To Focus Through Distraction, Make Your Distractions Bigger

Meditation has taught me a few things:

  1. Meditation is really hard.
  2. My mind can go to some weird dream-like places in waking hours.
  3. I meditate best when I am powerfully distracted

Number 3 has been a surprising finding.

The reason I re-started regular meditation was my realization that the stresses of work were causing me to lose my center and fly off the handle from time to time. I meditate to remain calm through the ups and downs of the workday.

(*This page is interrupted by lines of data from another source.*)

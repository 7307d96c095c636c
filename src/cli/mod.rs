// Copyright (c) 2025 Fabstir
// SPDX-License-Identifier: BUSL-1.1
pub mod commands;

use anyhow::Result;
use clap::{Parser, Subcommand};

/// Fabstir web search CLI
#[derive(Parser, Debug)]
#[command(name = "fabstir-search")]
#[command(version)]
#[command(about = "Search the web, crawl pages and compress them against a query", long_about = None)]
pub struct Cli {
    #[command(subcommand)]
    pub command: Commands,
}

#[derive(Subcommand, Debug)]
pub enum Commands {
    /// Search the web and print ranked results
    Search(commands::SearchArgs),

    /// Crawl a page through the fallback chain and print its text
    Crawl(commands::CrawlArgs),

    /// Compress text from a file or stdin against a query
    Compress(commands::CompressArgs),

    /// Crawl a page and print a JSON view of its text
    Fetch(commands::FetchArgs),
}

/// Execute CLI command
pub async fn execute(cli: Cli) -> Result<()> {
    match cli.command {
        Commands::Search(args) => commands::search(args).await,
        Commands::Crawl(args) => commands::crawl(args).await,
        Commands::Compress(args) => commands::compress(args).await,
        Commands::Fetch(args) => commands::fetch(args).await,
    }
}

When I meditate on days I’m confronting these stresses, my meditation sessions are much more focused and less clouded with wandering thoughts. Ironically, it’s much easier to focus through a meditation session and center myself when I’m confronted by a very big distraction like work stress. The distraction provides the impetus/motivation for me to desire to focus on something better than the distraction.

When I feel like I have my workday pretty well handled, or when I don’t feel the stresses of work, meditation becomes actually more difficult. My mind rebels.

This experience gives the lie to the idea that focus is the result of a lack of external distractions. In fact, a lack of external distractions can make focus harder.

Having a rival or enemy helps you to become better. Similarly, having a large enough distraction will help you to become more focused on bringing distractions to heel through practices like meditation – but also through prioritization, action, or delegation.

If you want to be more focused, become more distracted.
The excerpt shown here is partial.